Collected data ->
#####

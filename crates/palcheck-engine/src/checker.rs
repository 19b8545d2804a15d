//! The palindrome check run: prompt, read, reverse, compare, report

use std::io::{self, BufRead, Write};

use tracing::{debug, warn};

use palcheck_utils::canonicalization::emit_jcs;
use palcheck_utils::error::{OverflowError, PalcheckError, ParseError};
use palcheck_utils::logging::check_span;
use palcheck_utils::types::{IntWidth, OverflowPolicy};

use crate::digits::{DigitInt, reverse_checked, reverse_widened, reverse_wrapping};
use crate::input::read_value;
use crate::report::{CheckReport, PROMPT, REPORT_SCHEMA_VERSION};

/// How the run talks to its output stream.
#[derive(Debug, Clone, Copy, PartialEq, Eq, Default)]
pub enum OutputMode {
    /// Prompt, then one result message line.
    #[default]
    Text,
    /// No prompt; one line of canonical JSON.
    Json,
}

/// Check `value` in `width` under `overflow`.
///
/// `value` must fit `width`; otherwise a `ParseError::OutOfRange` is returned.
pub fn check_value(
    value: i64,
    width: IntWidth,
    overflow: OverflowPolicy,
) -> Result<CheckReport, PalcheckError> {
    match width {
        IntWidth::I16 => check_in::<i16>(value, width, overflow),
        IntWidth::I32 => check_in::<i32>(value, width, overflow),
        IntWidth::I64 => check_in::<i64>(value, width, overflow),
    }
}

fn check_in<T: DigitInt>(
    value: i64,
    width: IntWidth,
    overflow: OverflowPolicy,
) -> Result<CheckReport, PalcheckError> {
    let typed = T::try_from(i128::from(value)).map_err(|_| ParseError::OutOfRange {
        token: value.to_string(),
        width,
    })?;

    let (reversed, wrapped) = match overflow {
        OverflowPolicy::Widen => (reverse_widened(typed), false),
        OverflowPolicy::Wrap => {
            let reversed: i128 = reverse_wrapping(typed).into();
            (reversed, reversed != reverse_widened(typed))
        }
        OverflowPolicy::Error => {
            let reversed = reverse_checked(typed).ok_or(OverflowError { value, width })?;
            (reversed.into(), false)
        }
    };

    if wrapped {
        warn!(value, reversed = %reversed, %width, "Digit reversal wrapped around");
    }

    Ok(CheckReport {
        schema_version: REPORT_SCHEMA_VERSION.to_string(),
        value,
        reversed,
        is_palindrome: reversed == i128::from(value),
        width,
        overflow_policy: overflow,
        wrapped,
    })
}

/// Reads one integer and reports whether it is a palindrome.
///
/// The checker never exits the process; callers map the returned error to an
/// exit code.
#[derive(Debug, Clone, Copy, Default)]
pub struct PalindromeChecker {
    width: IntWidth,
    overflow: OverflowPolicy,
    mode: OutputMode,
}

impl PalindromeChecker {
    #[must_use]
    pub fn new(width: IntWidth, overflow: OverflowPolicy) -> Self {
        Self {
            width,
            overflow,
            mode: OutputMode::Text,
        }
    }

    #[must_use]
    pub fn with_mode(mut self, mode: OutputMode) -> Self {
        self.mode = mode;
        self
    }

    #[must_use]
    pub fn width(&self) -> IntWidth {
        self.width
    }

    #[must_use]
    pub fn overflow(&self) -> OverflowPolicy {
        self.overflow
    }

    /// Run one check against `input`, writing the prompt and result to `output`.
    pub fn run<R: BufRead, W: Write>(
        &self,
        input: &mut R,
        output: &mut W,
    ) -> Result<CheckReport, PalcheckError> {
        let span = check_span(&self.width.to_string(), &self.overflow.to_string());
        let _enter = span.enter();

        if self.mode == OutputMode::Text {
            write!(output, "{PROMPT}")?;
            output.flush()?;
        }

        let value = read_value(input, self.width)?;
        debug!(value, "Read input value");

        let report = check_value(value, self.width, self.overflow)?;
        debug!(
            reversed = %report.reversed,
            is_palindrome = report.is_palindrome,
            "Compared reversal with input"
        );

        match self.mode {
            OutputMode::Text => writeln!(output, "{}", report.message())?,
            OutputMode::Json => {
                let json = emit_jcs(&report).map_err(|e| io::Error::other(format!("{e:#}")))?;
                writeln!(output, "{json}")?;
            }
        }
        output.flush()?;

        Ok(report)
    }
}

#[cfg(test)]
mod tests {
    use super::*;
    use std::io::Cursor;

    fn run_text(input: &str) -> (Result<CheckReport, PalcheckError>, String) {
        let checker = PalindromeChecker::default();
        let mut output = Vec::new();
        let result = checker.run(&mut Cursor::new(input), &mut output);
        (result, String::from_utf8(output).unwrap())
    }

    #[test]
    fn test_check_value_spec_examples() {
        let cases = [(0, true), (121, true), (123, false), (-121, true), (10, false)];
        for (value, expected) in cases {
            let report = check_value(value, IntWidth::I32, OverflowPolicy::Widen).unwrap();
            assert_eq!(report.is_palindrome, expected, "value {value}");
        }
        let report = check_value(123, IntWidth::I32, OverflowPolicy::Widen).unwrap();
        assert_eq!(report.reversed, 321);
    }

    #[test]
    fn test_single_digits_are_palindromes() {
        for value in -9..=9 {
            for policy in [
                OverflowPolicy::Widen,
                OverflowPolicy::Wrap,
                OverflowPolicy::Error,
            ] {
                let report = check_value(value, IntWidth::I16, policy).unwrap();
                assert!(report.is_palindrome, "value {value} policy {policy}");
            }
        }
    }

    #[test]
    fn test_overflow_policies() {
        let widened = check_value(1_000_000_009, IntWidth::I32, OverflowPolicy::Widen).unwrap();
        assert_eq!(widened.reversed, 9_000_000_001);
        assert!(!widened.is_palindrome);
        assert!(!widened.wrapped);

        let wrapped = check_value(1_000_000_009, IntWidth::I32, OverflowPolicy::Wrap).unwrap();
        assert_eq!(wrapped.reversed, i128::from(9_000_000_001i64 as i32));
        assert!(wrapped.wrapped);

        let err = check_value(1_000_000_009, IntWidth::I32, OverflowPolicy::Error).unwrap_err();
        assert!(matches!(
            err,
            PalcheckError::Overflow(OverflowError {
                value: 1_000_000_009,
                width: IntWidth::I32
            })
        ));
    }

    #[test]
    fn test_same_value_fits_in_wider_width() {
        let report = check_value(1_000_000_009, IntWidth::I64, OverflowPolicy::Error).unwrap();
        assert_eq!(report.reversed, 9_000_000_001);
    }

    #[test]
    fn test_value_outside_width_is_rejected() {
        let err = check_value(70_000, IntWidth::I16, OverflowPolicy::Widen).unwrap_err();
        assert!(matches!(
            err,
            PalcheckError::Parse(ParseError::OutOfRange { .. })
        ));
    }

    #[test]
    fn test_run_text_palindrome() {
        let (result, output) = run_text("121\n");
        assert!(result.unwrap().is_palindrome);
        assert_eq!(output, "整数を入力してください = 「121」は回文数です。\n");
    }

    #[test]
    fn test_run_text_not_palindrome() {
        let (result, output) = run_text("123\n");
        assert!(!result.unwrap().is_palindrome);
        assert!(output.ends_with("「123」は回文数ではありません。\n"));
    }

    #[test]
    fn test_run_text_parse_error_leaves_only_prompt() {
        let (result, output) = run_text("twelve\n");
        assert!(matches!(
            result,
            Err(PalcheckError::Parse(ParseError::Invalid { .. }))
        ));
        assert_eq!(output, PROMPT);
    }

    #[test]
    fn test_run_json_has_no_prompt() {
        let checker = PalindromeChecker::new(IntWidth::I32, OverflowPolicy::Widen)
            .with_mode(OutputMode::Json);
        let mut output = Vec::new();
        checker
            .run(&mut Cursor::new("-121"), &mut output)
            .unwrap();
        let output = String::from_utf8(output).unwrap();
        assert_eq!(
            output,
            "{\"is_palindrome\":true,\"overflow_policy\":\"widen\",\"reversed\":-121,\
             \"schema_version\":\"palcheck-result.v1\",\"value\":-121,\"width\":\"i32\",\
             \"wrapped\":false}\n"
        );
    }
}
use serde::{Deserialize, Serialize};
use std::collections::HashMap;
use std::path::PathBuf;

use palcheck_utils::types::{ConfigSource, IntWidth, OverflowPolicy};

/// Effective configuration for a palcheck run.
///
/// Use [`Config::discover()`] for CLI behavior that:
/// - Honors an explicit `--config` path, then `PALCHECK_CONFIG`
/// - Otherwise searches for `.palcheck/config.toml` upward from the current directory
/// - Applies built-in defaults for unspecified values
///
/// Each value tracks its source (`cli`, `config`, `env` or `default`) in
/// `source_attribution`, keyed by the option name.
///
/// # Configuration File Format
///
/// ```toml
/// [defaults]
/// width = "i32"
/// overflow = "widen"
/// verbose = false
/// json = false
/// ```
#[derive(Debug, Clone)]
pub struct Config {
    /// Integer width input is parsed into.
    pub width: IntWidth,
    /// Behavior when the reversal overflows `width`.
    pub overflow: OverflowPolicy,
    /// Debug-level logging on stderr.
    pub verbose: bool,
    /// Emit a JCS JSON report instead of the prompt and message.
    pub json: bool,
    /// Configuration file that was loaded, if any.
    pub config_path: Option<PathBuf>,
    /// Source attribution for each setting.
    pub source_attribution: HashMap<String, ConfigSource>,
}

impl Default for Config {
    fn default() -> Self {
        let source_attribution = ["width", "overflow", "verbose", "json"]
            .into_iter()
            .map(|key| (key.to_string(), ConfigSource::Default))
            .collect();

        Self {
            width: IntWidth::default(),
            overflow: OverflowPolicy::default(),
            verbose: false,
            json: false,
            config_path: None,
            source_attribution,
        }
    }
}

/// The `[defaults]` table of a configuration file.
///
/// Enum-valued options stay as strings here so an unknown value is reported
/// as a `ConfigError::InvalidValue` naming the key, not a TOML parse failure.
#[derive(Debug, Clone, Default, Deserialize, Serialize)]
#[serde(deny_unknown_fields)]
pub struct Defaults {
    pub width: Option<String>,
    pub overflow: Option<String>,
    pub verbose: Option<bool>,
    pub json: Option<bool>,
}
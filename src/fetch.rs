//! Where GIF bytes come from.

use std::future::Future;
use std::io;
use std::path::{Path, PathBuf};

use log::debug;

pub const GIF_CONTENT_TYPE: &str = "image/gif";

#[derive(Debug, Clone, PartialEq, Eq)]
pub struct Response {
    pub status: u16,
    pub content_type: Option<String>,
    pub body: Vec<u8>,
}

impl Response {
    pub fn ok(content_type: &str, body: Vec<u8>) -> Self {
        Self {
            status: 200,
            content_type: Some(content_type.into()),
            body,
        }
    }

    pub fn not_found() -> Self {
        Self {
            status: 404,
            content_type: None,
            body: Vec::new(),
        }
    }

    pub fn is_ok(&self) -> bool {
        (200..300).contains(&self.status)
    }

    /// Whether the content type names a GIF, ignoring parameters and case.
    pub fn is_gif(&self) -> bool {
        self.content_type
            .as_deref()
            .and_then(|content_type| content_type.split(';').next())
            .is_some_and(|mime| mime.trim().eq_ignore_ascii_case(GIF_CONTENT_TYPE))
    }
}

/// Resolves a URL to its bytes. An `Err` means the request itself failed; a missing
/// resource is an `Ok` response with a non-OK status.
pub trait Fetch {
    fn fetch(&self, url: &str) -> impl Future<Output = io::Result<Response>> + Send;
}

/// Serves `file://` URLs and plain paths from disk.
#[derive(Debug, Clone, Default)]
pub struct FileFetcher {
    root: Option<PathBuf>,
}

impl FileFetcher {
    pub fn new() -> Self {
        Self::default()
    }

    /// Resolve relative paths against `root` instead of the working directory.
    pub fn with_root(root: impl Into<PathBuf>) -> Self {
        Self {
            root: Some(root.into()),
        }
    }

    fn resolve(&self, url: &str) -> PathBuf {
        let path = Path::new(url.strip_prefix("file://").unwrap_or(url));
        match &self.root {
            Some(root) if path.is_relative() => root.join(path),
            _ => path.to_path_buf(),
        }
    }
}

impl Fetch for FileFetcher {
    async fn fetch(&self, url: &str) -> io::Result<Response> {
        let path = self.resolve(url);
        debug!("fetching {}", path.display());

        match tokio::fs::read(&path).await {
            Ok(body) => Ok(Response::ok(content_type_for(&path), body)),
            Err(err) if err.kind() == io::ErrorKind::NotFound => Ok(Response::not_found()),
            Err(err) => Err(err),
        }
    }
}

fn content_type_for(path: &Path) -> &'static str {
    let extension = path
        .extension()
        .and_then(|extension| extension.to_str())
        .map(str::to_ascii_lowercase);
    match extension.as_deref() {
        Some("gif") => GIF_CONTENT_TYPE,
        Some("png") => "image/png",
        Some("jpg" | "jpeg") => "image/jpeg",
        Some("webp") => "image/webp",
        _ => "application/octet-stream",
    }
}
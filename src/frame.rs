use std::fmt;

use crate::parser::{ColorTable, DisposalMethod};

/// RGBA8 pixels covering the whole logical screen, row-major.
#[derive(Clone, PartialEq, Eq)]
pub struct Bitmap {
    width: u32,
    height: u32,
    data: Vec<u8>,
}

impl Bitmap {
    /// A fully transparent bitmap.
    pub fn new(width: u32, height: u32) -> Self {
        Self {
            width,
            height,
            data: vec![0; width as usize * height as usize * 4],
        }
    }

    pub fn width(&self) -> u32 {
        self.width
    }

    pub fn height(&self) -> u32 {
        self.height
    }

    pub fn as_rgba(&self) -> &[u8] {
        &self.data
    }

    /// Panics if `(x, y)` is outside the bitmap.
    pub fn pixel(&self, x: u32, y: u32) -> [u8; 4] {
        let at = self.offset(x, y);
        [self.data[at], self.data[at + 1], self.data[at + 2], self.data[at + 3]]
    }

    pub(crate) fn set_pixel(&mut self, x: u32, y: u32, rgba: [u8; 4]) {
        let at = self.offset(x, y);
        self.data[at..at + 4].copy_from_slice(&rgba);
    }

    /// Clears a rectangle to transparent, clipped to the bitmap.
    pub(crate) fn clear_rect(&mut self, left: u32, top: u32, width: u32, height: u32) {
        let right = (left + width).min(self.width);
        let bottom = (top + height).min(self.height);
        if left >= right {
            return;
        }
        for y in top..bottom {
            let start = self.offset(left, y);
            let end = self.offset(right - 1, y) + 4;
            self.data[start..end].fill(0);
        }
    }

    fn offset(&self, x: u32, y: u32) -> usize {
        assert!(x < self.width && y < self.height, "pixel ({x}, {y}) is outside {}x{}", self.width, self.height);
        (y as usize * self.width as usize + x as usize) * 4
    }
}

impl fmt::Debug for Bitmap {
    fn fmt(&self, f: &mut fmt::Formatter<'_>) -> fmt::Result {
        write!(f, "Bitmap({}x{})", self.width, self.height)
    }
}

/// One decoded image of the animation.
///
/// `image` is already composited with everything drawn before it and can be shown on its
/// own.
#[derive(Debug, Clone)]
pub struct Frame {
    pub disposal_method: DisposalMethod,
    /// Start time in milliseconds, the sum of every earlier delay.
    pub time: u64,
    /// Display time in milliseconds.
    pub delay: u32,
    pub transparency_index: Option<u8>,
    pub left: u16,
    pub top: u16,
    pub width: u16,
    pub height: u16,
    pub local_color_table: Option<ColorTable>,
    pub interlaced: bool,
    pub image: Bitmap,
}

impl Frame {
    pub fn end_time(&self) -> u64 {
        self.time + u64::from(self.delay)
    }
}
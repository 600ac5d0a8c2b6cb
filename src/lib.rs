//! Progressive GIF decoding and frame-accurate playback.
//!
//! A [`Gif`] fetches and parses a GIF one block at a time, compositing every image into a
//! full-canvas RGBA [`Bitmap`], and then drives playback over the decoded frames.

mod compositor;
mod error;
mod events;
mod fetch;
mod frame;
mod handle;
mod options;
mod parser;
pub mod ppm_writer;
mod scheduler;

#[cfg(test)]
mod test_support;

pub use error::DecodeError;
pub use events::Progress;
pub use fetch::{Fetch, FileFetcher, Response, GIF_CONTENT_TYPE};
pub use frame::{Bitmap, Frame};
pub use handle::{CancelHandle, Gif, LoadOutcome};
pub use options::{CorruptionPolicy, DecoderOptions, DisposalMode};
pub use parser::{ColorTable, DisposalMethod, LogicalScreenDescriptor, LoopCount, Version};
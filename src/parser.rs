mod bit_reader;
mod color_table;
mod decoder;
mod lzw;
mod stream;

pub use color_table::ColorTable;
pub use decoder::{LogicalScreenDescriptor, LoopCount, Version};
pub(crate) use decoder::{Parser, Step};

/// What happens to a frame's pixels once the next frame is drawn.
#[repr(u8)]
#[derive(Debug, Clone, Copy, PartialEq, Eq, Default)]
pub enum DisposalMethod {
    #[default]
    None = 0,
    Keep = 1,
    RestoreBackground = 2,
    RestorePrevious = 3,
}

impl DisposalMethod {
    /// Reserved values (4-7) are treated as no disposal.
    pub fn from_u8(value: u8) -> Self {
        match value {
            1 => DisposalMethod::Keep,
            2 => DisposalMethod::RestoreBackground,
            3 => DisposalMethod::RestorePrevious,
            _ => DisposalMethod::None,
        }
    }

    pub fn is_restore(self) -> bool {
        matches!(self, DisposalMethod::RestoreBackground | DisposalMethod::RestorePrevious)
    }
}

#####

Provide the count of lines in the data above containing "status", and nothing further.

RESULT OF THIS EXERCISE -> 5